Yes but no one ever says anything good about them either. If a person thinks that a woman's place legit is in the kitchen then that's not a problem with gender roles, that's a problem with people using gender roles to support their bigoted positions which they would hold society be damned. I'm concerned though because as time goes on our workforce is getting less practical. Men used to be the doers and women used to be the maintainers, but now they're not doing or maintaining so much cause they're lazy or uninterested and they're using the breakdown of evil gender roles as an excuse to not have practical life skills like those I mentioned. One would think women would be encouraged to pick up the slack in the doing department considering how stigmatized gender roles are, so they'd be all over hardware and automotive stores and ready to tackle getting those spark plugs changed, but they're not. In fact if anything they shun that kinda stuff even more now than they used to, eschewing traditional feminine areas of practicality such as knowing how to sew, cook, clean, etc and not taking on any male ones. I wouldn't have a problem with a person who didn't know how to clean a bathtub if they at least knew how to unclog the drain, but people today can't do either. On the other hand, I am noticing a lot more men at least trying to be practical around the house, learning to cook and keeping clean apartments and stuff.
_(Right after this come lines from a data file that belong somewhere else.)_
//! Module library: the capability contract every patchable module honours,
//! the declared ports and tweaks of each module kind, and the virtual
//! instances a [`crate::player::Player`] wires together.
//!
//! Instances do not render audio. They hold their automatable properties,
//! record what is connected to them, and remember when they were started
//! and stopped, which is all the player needs to drive a voice.

pub mod envelope;
pub mod oscillator;
pub mod param;
pub mod registry;
pub mod unit;
pub mod wavetable;

use std::collections::BTreeMap;
use std::fmt;

use serde::{Serialize, Serializer};
use thiserror::Error;

pub use envelope::{Adsr, Decay};
pub use oscillator::{Oscillator, Waveform};
pub use param::{Automation, AutomationEvent, ParamHandle, Ramp};
pub use registry::{standard_spec, CreateContext, ModuleFactory, Registry, StandardFactory};
pub use unit::Unit;
pub use wavetable::{Wavetable, WavetableError, WavetableSet};

/// Id of the implicit output sink present in every voice.
pub const AUDIO_SINK: &str = "audio";

/// Every module type the patch language knows.
#[derive(Debug, Clone, Copy, PartialEq, Eq, Hash, PartialOrd, Ord)]
pub enum ModuleKind {
    SawOsc,
    SinOsc,
    SqrOsc,
    TriOsc,
    PulseOsc,
    CustomOsc,
    Noise,
    Lfo,
    Lpf,
    Hpf,
    Bpf,
    Lsf,
    Hsf,
    Vca,
    Pan,
    Delay,
    Shaper,
    Adsr,
    Decay,
    /// The implicit `audio` sink; cannot be declared.
    Audio,
}

impl ModuleKind {
    pub const ALL: [ModuleKind; 20] = [
        ModuleKind::SawOsc,
        ModuleKind::SinOsc,
        ModuleKind::SqrOsc,
        ModuleKind::TriOsc,
        ModuleKind::PulseOsc,
        ModuleKind::CustomOsc,
        ModuleKind::Noise,
        ModuleKind::Lfo,
        ModuleKind::Lpf,
        ModuleKind::Hpf,
        ModuleKind::Bpf,
        ModuleKind::Lsf,
        ModuleKind::Hsf,
        ModuleKind::Vca,
        ModuleKind::Pan,
        ModuleKind::Delay,
        ModuleKind::Shaper,
        ModuleKind::Adsr,
        ModuleKind::Decay,
        ModuleKind::Audio,
    ];

    /// The tag used in patch source.
    pub fn tag(self) -> &'static str {
        match self {
            ModuleKind::SawOsc => "SAW-OSC",
            ModuleKind::SinOsc => "SIN-OSC",
            ModuleKind::SqrOsc => "SQR-OSC",
            ModuleKind::TriOsc => "TRI-OSC",
            ModuleKind::PulseOsc => "PULSE-OSC",
            ModuleKind::CustomOsc => "CUSTOM-OSC",
            ModuleKind::Noise => "NOISE",
            ModuleKind::Lfo => "LFO",
            ModuleKind::Lpf => "LPF",
            ModuleKind::Hpf => "HPF",
            ModuleKind::Bpf => "BPF",
            ModuleKind::Lsf => "LSF",
            ModuleKind::Hsf => "HSF",
            ModuleKind::Vca => "VCA",
            ModuleKind::Pan => "PAN",
            ModuleKind::Delay => "DELAY",
            ModuleKind::Shaper => "SHAPER",
            ModuleKind::Adsr => "ADSR",
            ModuleKind::Decay => "DECAY",
            ModuleKind::Audio => "AUDIO",
        }
    }

    /// Look up a declarable kind by tag. `AUDIO` is not declarable.
    pub fn from_tag(tag: &str) -> Option<Self> {
        Self::ALL
            .into_iter()
            .filter(|k| *k != ModuleKind::Audio)
            .find(|k| k.tag() == tag)
    }

    /// Envelope kinds are applied at note start and release instead of
    /// being wired as signal connections.
    pub fn is_envelope(self) -> bool {
        matches!(self, ModuleKind::Adsr | ModuleKind::Decay)
    }

    pub fn is_oscillator(self) -> bool {
        matches!(
            self,
            ModuleKind::SawOsc
                | ModuleKind::SinOsc
                | ModuleKind::SqrOsc
                | ModuleKind::TriOsc
                | ModuleKind::PulseOsc
                | ModuleKind::CustomOsc
        )
    }

    pub fn takes_wavetable(self) -> bool {
        self == ModuleKind::CustomOsc
    }
}

impl fmt::Display for ModuleKind {
    fn fmt(&self, f: &mut fmt::Formatter<'_>) -> fmt::Result {
        f.pad(self.tag())
    }
}

impl Serialize for ModuleKind {
    fn serialize<S: Serializer>(&self, serializer: S) -> Result<S::Ok, S::Error> {
        serializer.serialize_str(self.tag())
    }
}

/// Declared ports and tweakable properties of a module kind.
#[derive(Debug, Clone, Copy, PartialEq, Eq)]
pub struct ModuleSpec {
    pub inputs: &'static [&'static str],
    pub outputs: &'static [&'static str],
    pub tweaks: &'static [&'static str],
}

impl ModuleSpec {
    pub fn has_input(&self, port: &str) -> bool {
        self.inputs.contains(&port)
    }

    pub fn has_output(&self, port: &str) -> bool {
        self.outputs.contains(&port)
    }

    pub fn has_tweak(&self, name: &str) -> bool {
        self.tweaks.contains(&name)
    }
}

/// An output port of another module, as seen from the input it feeds.
#[derive(Debug, Clone, PartialEq, Eq)]
pub struct OutputRef {
    pub module: String,
    pub port: String,
}

#[derive(Debug, Clone, PartialEq, Error)]
pub enum ModuleError {
    #[error("{kind} has no input '{port}'")]
    NoSuchInput { kind: ModuleKind, port: String },
    #[error("{kind} has no property '{name}'")]
    NoSuchProperty { kind: ModuleKind, name: String },
    #[error("{0} needs a wavetable")]
    MissingWavetable(ModuleKind),
    #[error("no factory registered for {0}")]
    Unregistered(ModuleKind),
}

/// Start/stop times of an instance.
#[derive(Debug, Clone, Copy, Default, PartialEq)]
pub struct Lifetime {
    pub started: Option<f64>,
    pub stopped: Option<f64>,
}

/// Runtime contract between the player and a module instance.
pub trait Module: fmt::Debug {
    fn kind(&self) -> ModuleKind;

    /// Handle to a settable property or modulatable input.
    fn param(&self, name: &str) -> Option<ParamHandle>;

    /// Feed `source` into the named input.
    fn connect(&mut self, port: &str, source: OutputRef) -> Result<(), ModuleError>;

    /// What is connected to each input.
    fn connections(&self) -> &[(String, OutputRef)];

    fn lifetime(&self) -> Lifetime;

    /// Tear down at `when`. Every module can be stopped.
    fn stop(&mut self, when: f64);

    /// Replace the declared ports `connect` checks against.
    fn declare(&mut self, spec: ModuleSpec);

    /// Modules that produce sound or control on their own must be started.
    fn as_source_mut(&mut self) -> Option<&mut dyn Source> {
        None
    }

    fn as_envelope_mut(&mut self) -> Option<&mut dyn Envelope> {
        None
    }

    /// Assign a tweak result to a settable property.
    fn set(&mut self, name: &str, value: f64) -> Result<(), ModuleError> {
        let handle = self.param(name).ok_or_else(|| ModuleError::NoSuchProperty {
            kind: self.kind(),
            name: name.to_string(),
        })?;
        handle.set_value(value);
        Ok(())
    }
}

/// Start capability.
pub trait Source {
    fn start(&mut self, when: f64);
}

/// Envelope capability: time-scheduled ramps on another module's property.
pub trait Envelope {
    /// Schedule the envelope onto `target` from `when`. Without `duration` the
    /// note is held until [`Envelope::release_on_note_off`].
    fn apply(&mut self, target: ParamHandle, when: f64, duration: Option<f64>);

    /// Begin the release at `when` on every target applied so far.
    fn release_on_note_off(&mut self, when: f64);

    /// How long the tail lasts after the most recent note-off.
    fn release_time(&self) -> f64;
}

/// Named automatable properties plus recorded connections and lifetime;
/// the shared bookkeeping of every built-in module.
#[derive(Debug, Clone)]
pub struct Ports {
    kind: ModuleKind,
    spec: ModuleSpec,
    params: BTreeMap<&'static str, ParamHandle>,
    connections: Vec<(String, OutputRef)>,
    lifetime: Lifetime,
}

impl Ports {
    pub fn new(kind: ModuleKind, defaults: &[(&'static str, f64)]) -> Self {
        Self {
            kind,
            spec: standard_spec(kind),
            params: defaults
                .iter()
                .map(|&(name, value)| (name, ParamHandle::new(value)))
                .collect(),
            connections: Vec::new(),
            lifetime: Lifetime::default(),
        }
    }

    pub fn kind(&self) -> ModuleKind {
        self.kind
    }

    /// Ports declared by the factory that built this instance.
    pub fn spec(&self) -> &ModuleSpec {
        &self.spec
    }

    pub fn declare(&mut self, spec: ModuleSpec) {
        self.spec = spec;
    }

    pub fn param(&self, name: &str) -> Option<ParamHandle> {
        self.params.get(name).cloned()
    }

    /// Current intrinsic value of a property, 0 when absent.
    pub fn value(&self, name: &str) -> f64 {
        self.params.get(name).map_or(0.0, ParamHandle::value)
    }

    pub fn connect(&mut self, port: &str, source: OutputRef) -> Result<(), ModuleError> {
        if !self.spec.has_input(port) {
            return Err(ModuleError::NoSuchInput {
                kind: self.kind,
                port: port.to_string(),
            });
        }
        self.connections.push((port.to_string(), source));
        Ok(())
    }

    pub fn connections(&self) -> &[(String, OutputRef)] {
        &self.connections
    }

    pub fn lifetime(&self) -> Lifetime {
        self.lifetime
    }

    pub fn start(&mut self, when: f64) {
        self.lifetime.started = Some(when);
    }

    pub fn stop(&mut self, when: f64) {
        self.lifetime.stopped = Some(when);
    }
}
My main point I guess is everyday stuff needs to get done, and gender roles were a division of labor that mostly made sense, and still does if handled loosely. Now though people don't know how to do those things cause gender roles are bad so that stuff isn't getting done, hence the ever growing skilled labor gap and the astronomical prices to get simple household things professionally repaired.


----------



## Butters Shikkon (Jun 28, 2013)

TeenageAngst said:


> Yes but no one ever says anything good about them either. If a person thinks that a woman's place legit is in the kitchen then that's not a problem with gender roles, that's a problem with people using gender roles to support their bigoted positions which they would hold society be damned. I'm concerned though because as time goes on our workforce is getting less practical. Men used to be the doers and women used to be the maintainers, but now they're not doing or maintaining so much cause they're lazy or uninterested and they're using the breakdown of evil gender roles as an excuse to not have practical life skills like those I mentioned. One would think women would be encouraged to pick up the slack in the doing department considering how stigmatized gender roles are, so they'd be all over hardware and automotive stores and ready to tackle getting those spark plugs changed, but they're not. In fact if anything they shun that kinda stuff even more now than they used to, eschewing traditional feminine areas of practicality such as knowing how to sew, cook, clean, etc and not taking on any male ones. I wouldn't have a problem with a person who didn't know how to clean a bathtub if they at least knew how to unclog the drain, but people today can't do either. On the other hand, I am noticing a lot more men at least trying to be practical around the house, learning to cook and keeping clean apartments and stuff.
> 
> My main point I guess is everyday stuff needs to get done, and gender roles were a division of labor that mostly made sense, and still does if handled loosely. Now though people don't know how to do those things cause gender roles are bad so that stuff isn't getting done, hence the ever growing skilled labor gap and the astronomical prices to get simple household things professionally repaired.



What the fuck? 

TA...this is more of your acid trip ranting I think. You don't know shit about women or men doing anything across america only *your* tiny bubble...and even then that's through _*your*_ eyes. 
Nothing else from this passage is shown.